What Do Avocado's Do For You?
Avocados could just be one of the most overlooked and underrated superfoods on the planet.
Even though they are often considered a vegetable or superfood, avocado is actually categorized as a fruit. This little wrinkly and unappealing food, is loaded with health benefits that you simply can’t afford to miss out on. And the taste?
While you may not prefer a plain avocado, when you catch a glimpse of the delicious recipes we have in store for you, you’ll definitely want to start adding this amazing fruit to your diet on a weekly basis. Heck, even a little hot sauce, Himalayan sea salt, and pepper can bring out its true flavors.
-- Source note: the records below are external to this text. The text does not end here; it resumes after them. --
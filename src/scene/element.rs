// scene/element.rs
// Drawable element capability surface plus the arena the host stores
// elements in. The batchers never own elements; they hold ElementIds and
// resolve them through the arena each time. A removed element's stale id
// resolves to None, which every sweep treats as "drop and move on".

use crate::render::{Material, VertexBuffer};
use glam::Affine2;

/// Age tier of an element. New and recently-mutated elements are Gen0 and
/// render independently; long-stable elements end up in Gen2 and render
/// through a merged mesh.
#[derive(Debug, Clone, Copy, Default, PartialEq, Eq, PartialOrd, Ord)]
pub enum Generation {
    #[default]
    Gen0,
    Gen1,
    Gen2,
}

impl Generation {
    pub fn index(self) -> usize {
        match self {
            Self::Gen0 => 0,
            Self::Gen1 => 1,
            Self::Gen2 => 2,
        }
    }
}

/// Per-element batching record. Plain data with no back-pointer into the
/// batcher; only [`GenerationalBatcher`](crate::batch::GenerationalBatcher)
/// writes these fields.
#[derive(Debug, Clone, Copy, Default)]
pub struct BatchState {
    pub generation: Generation,
    pub stable_frames: u32,
    pub dirty_this_frame: bool,
}

/// The capability surface the batching core consumes from a drawable
/// element. The host scene graph implements this with whatever element
/// representation suits it.
pub trait Drawable {
    /// Material identity, or `None` for elements that cannot be batched and
    /// always render independently.
    fn material(&self) -> Option<Material>;

    /// Current world transform, snapshotted into batch members.
    fn world_matrix(&self) -> Affine2;

    /// Exports position/color/uv/index data pre-transformed by `world`.
    /// Returns `None` when the element currently has nothing to draw. The
    /// caller must call [`VertexBuffer::end`] exactly once per returned
    /// buffer after copying its contents.
    fn export_vertices(&mut self, world: Affine2) -> Option<VertexBuffer>;

    /// Toggles whether the element renders through a merged mesh (true) or
    /// independently (false). No other externally visible effect.
    fn set_batched(&mut self, batched: bool);

    /// Whether the element's own renderer participates in ordering.
    fn renderer_enabled(&self) -> bool;

    /// Render-order slot used when the element renders independently.
    fn set_sorting_order(&mut self, order: u32);

    fn batch_state(&self) -> &BatchState;

    fn batch_state_mut(&mut self) -> &mut BatchState;
}

/// Key into an [`ElementArena`]. Carries a slot version so ids left behind
/// by a removed element dangle safely instead of aliasing a new occupant.
#[derive(Debug, Clone, Copy, PartialEq, Eq, Hash)]
pub struct ElementId {
    index: u32,
    version: u32,
}

impl ElementId {
    pub fn index(&self) -> usize {
        self.index as usize
    }
}

struct Slot<E> {
    version: u32,
    value: Option<E>,
}

/// Host-owned element table. The batchers borrow it per call and never
/// retain references across frames.
pub struct ElementArena<E> {
    slots: Vec<Slot<E>>,
    free: Vec<u32>,
    len: usize,
}

impl<E> ElementArena<E> {
    pub fn new() -> Self {
        Self {
            slots: Vec::new(),
            free: Vec::new(),
            len: 0,
        }
    }

    pub fn insert(&mut self, element: E) -> ElementId {
        self.len += 1;
        if let Some(index) = self.free.pop() {
            let slot = &mut self.slots[index as usize];
            slot.value = Some(element);
            ElementId {
                index,
                version: slot.version,
            }
        } else {
            let index = self.slots.len() as u32;
            self.slots.push(Slot {
                version: 0,
                value: Some(element),
            });
            ElementId { index, version: 0 }
        }
    }

    pub fn remove(&mut self, id: ElementId) -> Option<E> {
        let slot = self.slots.get_mut(id.index as usize)?;
        if slot.version != id.version || slot.value.is_none() {
            return None;
        }
        slot.version += 1;
        self.free.push(id.index);
        self.len -= 1;
        slot.value.take()
    }

    pub fn get(&self, id: ElementId) -> Option<&E> {
        let slot = self.slots.get(id.index as usize)?;
        if slot.version != id.version {
            return None;
        }
        slot.value.as_ref()
    }

    pub fn get_mut(&mut self, id: ElementId) -> Option<&mut E> {
        let slot = self.slots.get_mut(id.index as usize)?;
        if slot.version != id.version {
            return None;
        }
        slot.value.as_mut()
    }

    pub fn contains(&self, id: ElementId) -> bool {
        self.get(id).is_some()
    }

    pub fn len(&self) -> usize {
        self.len
    }

    pub fn is_empty(&self) -> bool {
        self.len == 0
    }
}

impl<E> Default for ElementArena<E> {
    fn default() -> Self {
        Self::new()
    }
}

#[cfg(test)]
mod tests {
    use super::*;

    #[test]
    fn insert_get_roundtrip() {
        let mut arena: ElementArena<i32> = ElementArena::new();
        let a = arena.insert(1);
        let b = arena.insert(2);
        assert_eq!(arena.get(a), Some(&1));
        assert_eq!(arena.get(b), Some(&2));
        assert_eq!(arena.len(), 2);
    }

    #[test]
    fn stale_id_after_remove_is_none() {
        let mut arena: ElementArena<i32> = ElementArena::new();
        let a = arena.insert(1);
        assert_eq!(arena.remove(a), Some(1));
        assert!(arena.get(a).is_none());
        assert!(!arena.contains(a));

        // Slot reuse must not resurrect the old id.
        let b = arena.insert(7);
        assert!(arena.get(a).is_none());
        assert_eq!(arena.get(b), Some(&7));
        assert_eq!(arena.len(), 1);
    }

    #[test]
    fn double_remove_is_noop() {
        let mut arena: ElementArena<i32> = ElementArena::new();
        let a = arena.insert(1);
        assert_eq!(arena.remove(a), Some(1));
        assert_eq!(arena.remove(a), None);
        assert_eq!(arena.len(), 0);
    }

    #[test]
    fn generation_ordering() {
        assert!(Generation::Gen0 < Generation::Gen1);
        assert!(Generation::Gen1 < Generation::Gen2);
        assert_eq!(Generation::default().index(), 0);
    }
}
// batch/group.rs

use crate::render::{CombinedMesh, Material};
use crate::scene::{Drawable, ElementArena, ElementId, RenderNode, RenderRoot};
use crate::settings::BatcherSettings;
use glam::{Affine2, Vec2};

/// One member of a batch group: where a single element's geometry landed in
/// the combined mesh. Offsets are valid only until the next rebuild.
#[derive(Debug, Clone, Copy)]
pub struct BatchMember {
    pub element: ElementId,
    pub world_matrix: Affine2,
    pub vertex_offset: u32,
    pub index_offset: u32,
}

/// Merged mesh for all members sharing one material.
///
/// Rebuilds are always full: every member's vertex data is re-exported and
/// appended with a running index offset. Incremental updates are deliberately
/// not attempted; the generational tiering above keeps rebuild frequency low.
pub struct BatchGroup {
    material: Material,
    combined_mesh: CombinedMesh,
    node: RenderNode,
    members: Vec<BatchMember>,
    dirty: bool,

    // Scratch buffers reused across rebuilds.
    positions: Vec<Vec2>,
    colors: Vec<[u8; 4]>,
    uvs: Vec<Vec2>,
    indices: Vec<u32>,
}

impl BatchGroup {
    pub fn new(material: Material, root: &RenderRoot, settings: &BatcherSettings) -> Self {
        let node = RenderNode::new(format!("batch:{}", material.texture), root);
        Self {
            material,
            combined_mesh: CombinedMesh::new(),
            node,
            members: Vec::new(),
            dirty: true,
            positions: Vec::with_capacity(settings.scratch_vertex_capacity),
            colors: Vec::with_capacity(settings.scratch_vertex_capacity),
            uvs: Vec::with_capacity(settings.scratch_vertex_capacity),
            indices: Vec::with_capacity(settings.scratch_index_capacity),
        }
    }

    pub fn material(&self) -> Material {
        self.material
    }

    pub fn members(&self) -> &[BatchMember] {
        &self.members
    }

    pub fn member_count(&self) -> usize {
        self.members.len()
    }

    pub fn is_dirty(&self) -> bool {
        self.dirty
    }

    pub fn mark_dirty(&mut self) {
        self.dirty = true;
    }

    pub fn combined_mesh(&self) -> &CombinedMesh {
        &self.combined_mesh
    }

    pub fn node(&self) -> &RenderNode {
        &self.node
    }

    pub fn node_mut(&mut self) -> &mut RenderNode {
        &mut self.node
    }

    /// Appends a member with a snapshotted world transform. Does not touch
    /// the element's batched flag; that happens on rebuild.
    pub fn add_member(&mut self, element: ElementId, world_matrix: Affine2) {
        self.members.push(BatchMember {
            element,
            world_matrix,
            vertex_offset: 0,
            index_offset: 0,
        });
        self.dirty = true;
    }

    /// Detaches every member, flagging each surviving element as unbatched.
    pub fn clear<E: Drawable>(&mut self, elements: &mut ElementArena<E>) {
        for member in &self.members {
            if let Some(element) = elements.get_mut(member.element) {
                element.set_batched(false);
            }
        }
        self.members.clear();
        self.dirty = true;
    }

    /// Rebuilds the combined mesh from scratch out of every member's
    /// exported vertex data. No-op unless the group is dirty.
    pub fn rebuild_mesh<E: Drawable>(&mut self, elements: &mut ElementArena<E>) {
        if !self.dirty {
            return;
        }
        self.dirty = false;

        self.positions.clear();
        self.colors.clear();
        self.uvs.clear();
        self.indices.clear();

        let mut vertex_offset = 0u32;

        for member in &mut self.members {
            member.vertex_offset = vertex_offset;
            member.index_offset = self.indices.len() as u32;

            let Some(element) = elements.get_mut(member.element) else {
                continue;
            };
            let Some(buffer) = element.export_vertices(member.world_matrix) else {
                continue;
            };

            let vertex_count = buffer.positions.len() as u32;
            self.positions.extend_from_slice(&buffer.positions);
            self.colors.extend_from_slice(&buffer.colors);
            self.uvs.extend_from_slice(&buffer.uvs);
            self.indices
                .extend(buffer.indices.iter().map(|index| index + vertex_offset));
            vertex_offset += vertex_count;

            buffer.end();
            element.set_batched(true);
        }

        self.combined_mesh.clear();
        if !self.positions.is_empty() {
            self.combined_mesh.set_positions(&self.positions);
            self.combined_mesh.set_colors(&self.colors);
            self.combined_mesh.set_uvs(&self.uvs);
            self.combined_mesh.set_indices(&self.indices);
        }

        log::trace!(
            "rebuilt batch group {}: {} members, {} vertices",
            self.node.name(),
            self.members.len(),
            vertex_offset
        );
    }

    /// Clears members and releases the combined mesh and render node.
    pub fn dispose<E: Drawable>(&mut self, elements: &mut ElementArena<E>) {
        self.clear(elements);
        self.combined_mesh.clear();
        self.node.set_active(false);
    }
}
Before we dive into the health benefits of avocados and just how they may help you shed unwanted body fat, let’s look at their history and give you some fun facts.
HISTORY OF AVOCADOS
The avocado originally came from South Central Mexico and is the only fruit to have an unusually high amount of friendly fat content.
And it’s virtually sugar free, so it has a much different nutrient profile than all the other fruits. There is evidence of avocado’s dating back as far as 10,000 years in Mexico.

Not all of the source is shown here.